Steel producer, L.B. Foster Company (FSTR) posted earnings per share of 48 cents for first-quarter 2013, up 65.5% compared with 29 cents in the year-ago quarter. Earnings also beat the Zacks Consensus Estimate of 40 cents by 20.0%.
Revenue: In the first quarter of 2013, total sales were $129.3 million, up 13.2% year over year, primarily driven by growth in two of its business segments. However, it faced a decline in one of its major segments. Revenue surpassed the Zacks Consensus Estimate of $128.0 million.
Revenue from Rail Products segment increased 22.2% year over year to $81.4 million. This was a result of solid sales in the rail distribution and transit products businesses.
Revenue from Construction Products segment dropped 4.0% year over year to $36.8 million, due to lower fabricated bridge business.
Tubular Products segment generated revenue of $11.1 million, increasing 19.5% year over year.
Costs/Margins: Gross profit margin in the quarter increased 30 basis points year over year to 19.2%. SG&A expenses in the quarter were recorded at $17.1 million, compared with $16.9 million in the year-ago quarter.
Rail Products recorded gross margin of 20.9%, decreasing 70 basis points year over year. Construction Products’ gross margin increased 50 basis points compared with the year ago quarter, to 13.5%. Tubular Products’ gross margin in the quarter was 28.9%, decreasing 10 basis points year over year.
Balance Sheet/Cash Flow: Exiting the first quarter 2013, Foster’s cash and cash equivalents were approximately $81.4 million, compared with $101.5 million in the previous quarter. Total long-term debt balance stood at $21,000 against $27,000 in the preceding quarter.
Cash used in operations amounted to $17.6 million for the first quarter, compared with $2.9 million used in the year-ago comparable quarter.

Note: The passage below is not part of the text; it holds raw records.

//! Record-level normalization primitives.
//!
//! All functions operate on `serde_json::Map`, which is insertion-ordered in
//! this workspace; key order in the cleaned record follows the raw record.

use benchwright_core::contract;
use indexmap::IndexMap;
use serde_json::{Map, Value};

/// Strings coerced to `true`, after trimming and case-folding.
const TRUE_WORDS: &[&str] = &["true", "yes", "1", "t"];

/// Strings coerced to `false`, after trimming and case-folding.
const FALSE_WORDS: &[&str] = &["false", "no", "0", "f", "none", ""];

/// Coerce a submitted value to a boolean. Total over all inputs.
///
/// Strings are trimmed and case-folded, then matched against the true and
/// false word sets. Any other non-empty string coerces to `true`; observed
/// behavior of the platform submission path, kept as-is even though it means
/// a typo'd flag value silently becomes true.
#[must_use]
pub fn normalize_boolean(value: &Value) -> bool {
    match value {
        Value::Bool(b) => *b,
        Value::Null => false,
        Value::Number(n) => n.as_f64().is_some_and(|f| f != 0.0),
        Value::String(s) => {
            let folded = s.trim().to_lowercase();
            if TRUE_WORDS.contains(&folded.as_str()) {
                true
            } else if FALSE_WORDS.contains(&folded.as_str()) {
                false
            } else {
                true
            }
        }
        Value::Array(a) => !a.is_empty(),
        Value::Object(o) => !o.is_empty(),
    }
}

/// Stringify one submitted value for list membership.
fn value_to_string(value: &Value) -> String {
    match value {
        Value::String(s) => s.clone(),
        // R-facing spelling, matching the boolean widget's truevalue.
        Value::Bool(true) => "True".to_string(),
        Value::Bool(false) => "False".to_string(),
        Value::Number(n) => n.to_string(),
        Value::Null => String::new(),
        other => other.to_string(),
    }
}

/// Extract the list submitted for `name`.
///
/// Prefers the repeat container `{name}_repeat` (a sequence of
/// `{"value": ...}` records); falls back to `params[name]` as a plain list
/// or scalar. Every entry is stringified and trimmed, and entries empty
/// after trimming are dropped. A missing key yields an empty list.
#[must_use]
pub fn extract_list(params: &Map<String, Value>, name: &str) -> Vec<String> {
    if let Some(Value::Array(items)) = params.get(&contract::repeat_name(name)) {
        return items
            .iter()
            .filter_map(|item| item.get(contract::REPEAT_VALUE_FIELD))
            .map(|v| value_to_string(v).trim().to_string())
            .filter(|s| !s.is_empty())
            .collect();
    }
    match params.get(name) {
        Some(Value::Array(items)) => items
            .iter()
            .map(|v| value_to_string(v).trim().to_string())
            .filter(|s| !s.is_empty())
            .collect(),
        Some(Value::Null) | None => Vec::new(),
        Some(scalar) => {
            let s = value_to_string(scalar).trim().to_string();
            if s.is_empty() { Vec::new() } else { vec![s] }
        }
    }
}

/// Split delimited text into trimmed, non-empty pieces.
///
/// `None` or empty input yields an empty list.
#[must_use]
pub fn parse_delimited(text: Option<&str>, separator: &str) -> Vec<String> {
    let Some(text) = text else {
        return Vec::new();
    };
    if text.trim().is_empty() {
        return Vec::new();
    }
    if separator.is_empty() {
        return vec![text.trim().to_string()];
    }
    text.split(separator)
        .map(|piece| piece.trim().to_string())
        .filter(|piece| !piece.is_empty())
        .collect()
}

/// Decode an escaped-sequence separator as passed on a command line:
/// `\n` becomes a newline and `\t` a tab.
#[must_use]
pub fn unescape_separator(separator: &str) -> String {
    separator.replace("\\n", "\n").replace("\\t", "\t")
}

/// Merge an outputs configuration into a cleaned record.
///
/// A no-op for `None` or an empty mapping; otherwise the mapping is copied
/// verbatim under `outputs` and `save_results` is set to true.
pub fn inject_outputs(cleaned: &mut Map<String, Value>, outputs: Option<&Map<String, Value>>) {
    let Some(outputs) = outputs else { return };
    if outputs.is_empty() {
        return;
    }
    cleaned.insert("outputs".to_string(), Value::Object(outputs.clone()));
    cleaned.insert("save_results".to_string(), Value::Bool(true));
}

/// Apply boolean coercion and list processing to a raw record.
///
/// For every key in `bool_keys` the existing value is replaced with its
/// boolean coercion. For every key in `list_keys` the value is replaced with
/// either the delimited-text parse (when `delimited` configures a separator
/// for it) or the repeat/list extraction, removing the `{key}_repeat` source
/// key. Every other key passes through unmodified.
#[must_use]
pub fn process_params(
    params: &Map<String, Value>,
    bool_keys: &[String],
    list_keys: &[String],
    delimited: &IndexMap<String, String>,
) -> Map<String, Value> {
    let mut cleaned = params.clone();

    for key in bool_keys {
        if let Some(value) = cleaned.get(key) {
            let coerced = normalize_boolean(value);
            cleaned.insert(key.clone(), Value::Bool(coerced));
        }
    }

    for key in list_keys {
        let values = match delimited.get(key) {
            Some(separator) => {
                parse_delimited(cleaned.get(key).and_then(Value::as_str), separator)
            }
            None => extract_list(&cleaned, key),
        };
        // shift_remove keeps the surviving keys in submission order.
        cleaned.shift_remove(&contract::repeat_name(key));
        cleaned.insert(
            key.clone(),
            Value::Array(values.into_iter().map(Value::String).collect()),
        );
    }

    cleaned
}

/// Flatten a record by one level.
///
/// Values that are themselves mappings have their entries merged up into the
/// top level; mappings nested two levels deep stay nested. Keys are visited
/// in record order and a later occurrence wins on collision. Any key at
/// either level containing `_repeat` is dropped entirely.
#[must_use]
pub fn flatten_params(params: &Map<String, Value>) -> Map<String, Value> {
    let mut flat = Map::new();
    for (key, value) in params {
        if contract::is_repeat_key(key) {
            continue;
        }
        match value {
            Value::Object(nested) => {
                for (inner_key, inner_value) in nested {
                    if contract::is_repeat_key(inner_key) {
                        continue;
                    }
                    flat.insert(inner_key.clone(), inner_value.clone());
                }
            }
            other => {
                flat.insert(key.clone(), other.clone());
            }
        }
    }
    flat
}

/// Remove every key whose value is an empty sequence, an empty or
/// whitespace-only string, or null. All other values pass through unchanged.
pub fn prune_empty(params: &mut Map<String, Value>) {
    params.retain(|_, value| match value {
        Value::Null => false,
        Value::String(s) => !s.trim().is_empty(),
        Value::Array(a) => !a.is_empty(),
        _ => true,
    });
}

Outlook: Foster expects to invest in various growth programs during 2013, to achieve better results. It is also expected that the Rail and Tubular Products’ demand will continue to expand.
Foster currently carries a Zacks Rank #3 (Hold). Other steel companies worth a look are Gibraltar Industries, Inc. (ROCK) and Shiloh Industries Inc. (SHLO); both carrying a Zacks Rank #1 (Strong Buy); whereas Mechel OAO (MTL) carries a Zacks Rank #2 (Buy).